#### Provided data:
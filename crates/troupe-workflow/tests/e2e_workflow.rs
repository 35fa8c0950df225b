//! End-to-end workflow tests.
//!
//! Drives the engine with scripted mock model backends and verifies turn
//! ordering, broadcast determinism, turn budgets, completion signals,
//! degradation rules, tool recovery and checkpoint/resume equivalence.

use async_trait::async_trait;
use std::collections::{HashMap, VecDeque};
use std::sync::Arc;
use tokio::sync::Mutex;
use troupe_agent::{AgentConfig, AgentNode, AgentRole, ModelBackend, ModelConfig, ModelProvider, ModelReply};
use troupe_builtins::EchoTool;
use troupe_checkpoint::{Checkpoint, CheckpointStore, MemoryCheckpointStore};
use troupe_core::{Message, Role, ToolCall, ToolResult, TroupeError, TroupeResult, WorkflowStatus};
use troupe_tools::{Tool, ToolDescriptor, ToolRegistry};
use troupe_workflow::{CancelHandle, CommunicationPattern, WorkflowEngine};
use uuid::Uuid;

// ---------------------------------------------------------------------------
// Mock model backends
// ---------------------------------------------------------------------------

/// Replies as a pure function of the history length, so a resumed run
/// reproduces an uninterrupted one exactly.
struct DeterministicBackend {
    name: String,
}

#[async_trait]
impl ModelBackend for DeterministicBackend {
    async fn invoke(
        &self,
        _system_message: Option<&str>,
        history: &[Message],
        _tools: &[ToolDescriptor],
    ) -> TroupeResult<ModelReply> {
        Ok(ModelReply::Text(format!(
            "{} reply at {}",
            self.name,
            history.len()
        )))
    }
}

/// Pops scripted replies in order; errors once the script is exhausted.
struct ScriptedBackend {
    script: Mutex<VecDeque<TroupeResult<ModelReply>>>,
}

impl ScriptedBackend {
    fn new(script: Vec<TroupeResult<ModelReply>>) -> Self {
        Self {
            script: Mutex::new(script.into()),
        }
    }
}

#[async_trait]
impl ModelBackend for ScriptedBackend {
    async fn invoke(
        &self,
        _system_message: Option<&str>,
        _history: &[Message],
        _tools: &[ToolDescriptor],
    ) -> TroupeResult<ModelReply> {
        self.script
            .lock()
            .await
            .pop_front()
            .unwrap_or_else(|| Err(TroupeError::Model("script exhausted".into())))
    }
}

/// Sleeps before replying and records the history length it observed.
struct DelayedBackend {
    name: String,
    delay_ms: u64,
    observed: Arc<Mutex<Vec<(String, usize)>>>,
}

#[async_trait]
impl ModelBackend for DelayedBackend {
    async fn invoke(
        &self,
        _system_message: Option<&str>,
        history: &[Message],
        _tools: &[ToolDescriptor],
    ) -> TroupeResult<ModelReply> {
        tokio::time::sleep(std::time::Duration::from_millis(self.delay_ms)).await;
        self.observed
            .lock()
            .await
            .push((self.name.clone(), history.len()));
        Ok(ModelReply::Text(format!("{} done", self.name)))
    }
}

/// Always fails with a non-retryable error.
struct BrokenBackend;

#[async_trait]
impl ModelBackend for BrokenBackend {
    async fn invoke(
        &self,
        _system_message: Option<&str>,
        _history: &[Message],
        _tools: &[ToolDescriptor],
    ) -> TroupeResult<ModelReply> {
        Err(TroupeError::Http("400 Bad Request".into()))
    }
}

// ---------------------------------------------------------------------------
// Helpers
// ---------------------------------------------------------------------------

fn model() -> ModelConfig {
    ModelConfig {
        provider: ModelProvider::OpenAi,
        model_id: "test-model".into(),
        api_key: "test-key".into(),
        api_base_url: None,
        temperature: 0.0,
        max_tokens: 64,
        retry_policy: None,
    }
}

fn node(name: &str, role: AgentRole, backend: Arc<dyn ModelBackend>) -> AgentNode {
    AgentNode::new(AgentConfig::new(name, role, "test instructions", model()), backend)
}

fn deterministic(name: &str, role: AgentRole) -> AgentNode {
    node(
        name,
        role,
        Arc::new(DeterministicBackend { name: name.into() }),
    )
}

fn engine(nodes: Vec<AgentNode>, pattern: CommunicationPattern) -> WorkflowEngine {
    engine_with_store(nodes, pattern, Arc::new(MemoryCheckpointStore::new()))
}

fn engine_with_store(
    nodes: Vec<AgentNode>,
    pattern: CommunicationPattern,
    store: Arc<dyn CheckpointStore>,
) -> WorkflowEngine {
    WorkflowEngine::new(nodes, pattern, Arc::new(ToolRegistry::new()), store)
        .expect("engine should build")
}

fn meta(max_turns: u32) -> HashMap<String, serde_json::Value> {
    let mut metadata = HashMap::new();
    metadata.insert("max_turns".to_string(), serde_json::json!(max_turns));
    metadata
}

fn senders(messages: &[Message]) -> Vec<&str> {
    messages.iter().map(|m| m.sender.as_str()).collect()
}

// ---------------------------------------------------------------------------
// Scenarios from the run contract
// ---------------------------------------------------------------------------

#[tokio::test]
async fn single_agent_single_turn() {
    let engine = engine(
        vec![deterministic("summarizer", AgentRole::Executor)],
        CommunicationPattern::Sequential,
    );

    let outcome = engine.run("Summarize X", meta(1)).await.unwrap();

    assert_eq!(outcome.status, WorkflowStatus::Completed { truncated: true });
    assert_eq!(outcome.messages.len(), 2);
    assert_eq!(outcome.messages[0].role, Role::User);
    assert_eq!(outcome.messages[1].role, Role::Agent);
    assert_eq!(outcome.synthesized_result, outcome.messages[1].content);
    assert_eq!(outcome.metrics.per_agent["summarizer"].turns, 1);
}

#[tokio::test]
async fn sequential_round_robin_order() {
    let engine = engine(
        vec![
            deterministic("coordinator", AgentRole::Coordinator),
            deterministic("reviewer", AgentRole::Reviewer),
        ],
        CommunicationPattern::Sequential,
    );

    let outcome = engine.run("kick off", meta(4)).await.unwrap();

    assert_eq!(outcome.status, WorkflowStatus::Completed { truncated: true });
    assert_eq!(
        senders(&outcome.messages),
        vec!["user", "coordinator", "reviewer", "coordinator", "reviewer"]
    );
    // One turn_count increment per agent invocation.
    assert_eq!(outcome.metrics.per_agent["coordinator"].turns, 2);
    assert_eq!(outcome.metrics.per_agent["reviewer"].turns, 2);
}

#[tokio::test]
async fn turn_budget_is_a_hard_bound() {
    let engine = engine(
        vec![deterministic("solo", AgentRole::Executor)],
        CommunicationPattern::Sequential,
    );

    let outcome = engine.run("go", meta(3)).await.unwrap();

    let agent_turns = outcome
        .messages
        .iter()
        .filter(|m| m.role == Role::Agent)
        .count();
    assert_eq!(agent_turns, 3);
    assert_eq!(outcome.status, WorkflowStatus::Completed { truncated: true });
}

#[tokio::test]
async fn sequence_numbers_are_monotonic() {
    let engine = engine(
        vec![
            deterministic("a", AgentRole::Executor),
            deterministic("b", AgentRole::Executor),
        ],
        CommunicationPattern::Sequential,
    );

    let outcome = engine.run("go", meta(4)).await.unwrap();
    let seqs: Vec<u64> = outcome.messages.iter().map(|m| m.created_at).collect();
    assert_eq!(seqs, (0..outcome.messages.len() as u64).collect::<Vec<_>>());
}

// ---------------------------------------------------------------------------
// Broadcast determinism
// ---------------------------------------------------------------------------

#[tokio::test]
async fn broadcast_commits_in_list_order_and_shares_history() {
    let observed = Arc::new(Mutex::new(Vec::new()));
    let engine = engine(
        vec![
            deterministic("lead", AgentRole::Coordinator),
            node(
                "slow",
                AgentRole::Specialist,
                Arc::new(DelayedBackend {
                    name: "slow".into(),
                    delay_ms: 80,
                    observed: observed.clone(),
                }),
            ),
            node(
                "fast",
                AgentRole::Specialist,
                Arc::new(DelayedBackend {
                    name: "fast".into(),
                    delay_ms: 5,
                    observed: observed.clone(),
                }),
            ),
        ],
        CommunicationPattern::Broadcast,
    );

    // Turn 1: lead. Turn 2: fan-out round over [slow, fast].
    let outcome = engine.run("fan out", meta(2)).await.unwrap();

    // Committed order follows the agent list even though "fast" finished
    // first.
    assert_eq!(
        senders(&outcome.messages),
        vec!["user", "lead", "slow", "fast"]
    );

    // Both recipients saw the identical preceding history (user + lead).
    let observations = observed.lock().await.clone();
    assert_eq!(observations.len(), 2);
    assert!(observations.iter().all(|(_, len)| *len == 2));
}

#[tokio::test]
async fn broadcast_alternates_coordinator_and_fanout() {
    let engine = engine(
        vec![
            deterministic("lead", AgentRole::Coordinator),
            deterministic("a", AgentRole::Specialist),
            deterministic("b", AgentRole::Specialist),
        ],
        CommunicationPattern::Broadcast,
    );

    let outcome = engine.run("go", meta(3)).await.unwrap();

    // lead, round(a+b), lead — a fan-out round advances the turn count by
    // exactly one.
    assert_eq!(
        senders(&outcome.messages),
        vec!["user", "lead", "a", "b", "lead"]
    );
}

#### Required action:
Reproduce the records above exactly, from the first line to the line that holds "use async_trait::async_trait;", inclusive, and omit everything after it.

#### Solved problem:
filename crates/troupe-workflow/tests/e2e_workflow.rs
repository 35fa8c0950df225b
//! End-to-end workflow tests.
//!
//! Drives the engine with scripted mock model backends and verifies turn
//! ordering, broadcast determinism, turn budgets, completion signals,
//! degradation rules, tool recovery and checkpoint/resume equivalence.

use async_trait::async_trait;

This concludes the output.